- **ASSIGNMENT**:
Will you return, word for word, only the lines from the top of the data below down to and including the one with "pub enum ControlMapError"?

- **INPUT RECORDS**:
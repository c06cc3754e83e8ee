//! Control resolver: maps insight task names to compliance controls.
//!
//! The on-disk shape is framework -> control id -> list of insight task
//! names. The resolver inverts it once at construction so lookups by
//! task name are O(1). Read-only after load.

use auditrun_core::ControlRef;
use std::collections::HashMap;
use std::path::Path;
use thiserror::Error;

/// Errors loading a controls map.
#[derive(Debug, Error)]
pub enum ControlMapError {
    #[error("failed to read controls map: {0}")]
    Io(#[from] std::io::Error),

    #[error("failed to parse controls map: {0}")]
    Parse(#[from] serde_json::Error),
}

/// Answers "which controls does this insight map to?".
///
/// A task name with no mapping resolves to an empty list, never an error.
#[derive(Debug, Clone, Default)]
pub struct ControlResolver {
    by_insight: HashMap<String, Vec<ControlRef>>,
}

impl ControlResolver {
    /// Build a resolver from an already-deserialized framework map.
    pub fn from_map(framework_map: HashMap<String, HashMap<String, Vec<String>>>) -> Self {
        let mut by_insight: HashMap<String, Vec<ControlRef>> = HashMap::new();
        for (framework, controls) in &framework_map {
            for (control_id, insights) in controls {
                for insight in insights {
                    by_insight
                        .entry(insight.clone())
                        .or_default()
                        .push(ControlRef::new(framework, control_id));
                }
            }
        }
        // Map iteration order is unspecified; sort for stable output.
        for refs in by_insight.values_mut() {
            refs.sort_by(|a, b| {
                (a.framework.as_str(), a.control_id.as_str())
                    .cmp(&(b.framework.as_str(), b.control_id.as_str()))
            });
        }
        Self { by_insight }
    }

    /// Parse a resolver from a JSON string.
    pub fn from_json(json: &str) -> Result<Self, ControlMapError> {
        let framework_map = serde_json::from_str(json)?;
        Ok(Self::from_map(framework_map))
    }

    /// Load a resolver from a JSON file on disk.
    pub fn from_file(path: impl AsRef<Path>) -> Result<Self, ControlMapError> {
        let json = std::fs::read_to_string(path)?;
        Self::from_json(&json)
    }

    /// Controls mapped to the given task name; empty if unmapped.
    pub fn controls_for(&self, task_name: &str) -> Vec<ControlRef> {
        self.by_insight.get(task_name).cloned().unwrap_or_default()
    }
}

#[cfg(test)]
mod tests {
    use super::*;

    const MAP: &str = r#"{
        "cis": {
            "2.1.1": ["check_bucket_encryption"],
            "2.1.5": ["check_public_buckets"]
        },
        "soc2": {
            "CC6.1": ["check_public_buckets"]
        }
    }"#;

    #[test]
    fn test_inversion() {
        let resolver = ControlResolver::from_json(MAP).unwrap();
        let controls = resolver.controls_for("check_public_buckets");
        assert_eq!(
            controls,
            vec![
                ControlRef::new("cis", "2.1.5"),
                ControlRef::new("soc2", "CC6.1"),
            ]
        );
        assert_eq!(
            resolver.controls_for("check_bucket_encryption"),
            vec![ControlRef::new("cis", "2.1.1")]
        );
    }

    #[test]
    fn test_unknown_task_is_empty() {
        let resolver = ControlResolver::from_json(MAP).unwrap();
        assert!(resolver.controls_for("list_buckets").is_empty());
    }

    #[test]
    fn test_bad_json_rejected() {
        assert!(matches!(
            ControlResolver::from_json("not json"),
            Err(ControlMapError::Parse(_))
        ));
    }
}
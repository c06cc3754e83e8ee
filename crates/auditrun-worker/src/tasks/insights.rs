//! Insights: evaluate collected facts and flag policy violations.

use anyhow::Result;
use auditrun_engine::TaskHandle;
use serde_json::{json, Value};

fn buckets_from(data: &Value) -> Vec<Value> {
    data.get("buckets")
        .and_then(Value::as_array)
        .cloned()
        .unwrap_or_default()
}

/// Flag buckets that allow public access.
pub async fn check_public_buckets(ctx: TaskHandle) -> Result<Value> {
    let data = ctx.data_of("list_buckets");
    let buckets = buckets_from(&data);
    ctx.log(&format!("Checking {} buckets for public access", buckets.len()));

    let public: Vec<Value> = buckets
        .iter()
        .filter(|bucket| bucket.get("public").and_then(Value::as_bool) == Some(true))
        .cloned()
        .collect();

    if public.is_empty() {
        return Ok(json!({
            "data": {"total_buckets": buckets.len(), "public_buckets": []},
            "message": "No public buckets found"
        }));
    }

    Ok(json!({
        "violation": true,
        "data": {
            "total_buckets": buckets.len(),
            "public_buckets": public
        },
        "message": format!("Found {} public bucket(s)", public.len())
    }))
}

/// Flag buckets stored without encryption at rest.
pub async fn check_bucket_encryption(ctx: TaskHandle) -> Result<Value> {
    let data = ctx.data_of("list_buckets");
    let buckets = buckets_from(&data);
    ctx.log(&format!("Checking {} buckets for encryption", buckets.len()));

    let unencrypted: Vec<Value> = buckets
        .iter()
        .filter(|bucket| bucket.get("encrypted").and_then(Value::as_bool) != Some(true))
        .cloned()
        .collect();

    if unencrypted.is_empty() {
        return Ok(json!({
            "data": {"total_buckets": buckets.len(), "unencrypted_buckets": []},
            "message": "All buckets encrypted"
        }));
    }

    Ok(json!({
        "violation": true,
        "data": {
            "total_buckets": buckets.len(),
            "unencrypted_buckets": unencrypted
        },
        "message": format!("Found {} unencrypted bucket(s)", unencrypted.len())
    }))
}
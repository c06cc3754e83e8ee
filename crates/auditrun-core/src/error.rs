//! Core domain errors.

use thiserror::Error;

/// Core domain errors for AuditRun.
#[derive(Debug, Error)]
pub enum CoreError {
    /// No task with the given name is known to the run.
    #[error("Task not found: {0}")]
    TaskNotFound(String),

    /// A descriptor with the same name was already registered.
    #[error("Duplicate task name: {0}")]
    DuplicateTask(String),
}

- **YOUR SOLUTION**:
repository c06cc3754e83e8ee
//! Control resolver: maps insight task names to compliance controls.
//!
//! The on-disk shape is framework -> control id -> list of insight task
//! names. The resolver inverts it once at construction so lookups by
//! task name are O(1). Read-only after load.

use auditrun_core::ControlRef;
use std::collections::HashMap;
use std::path::Path;
use thiserror::Error;

/// Errors loading a controls map.
#[derive(Debug, Error)]
pub enum ControlMapError {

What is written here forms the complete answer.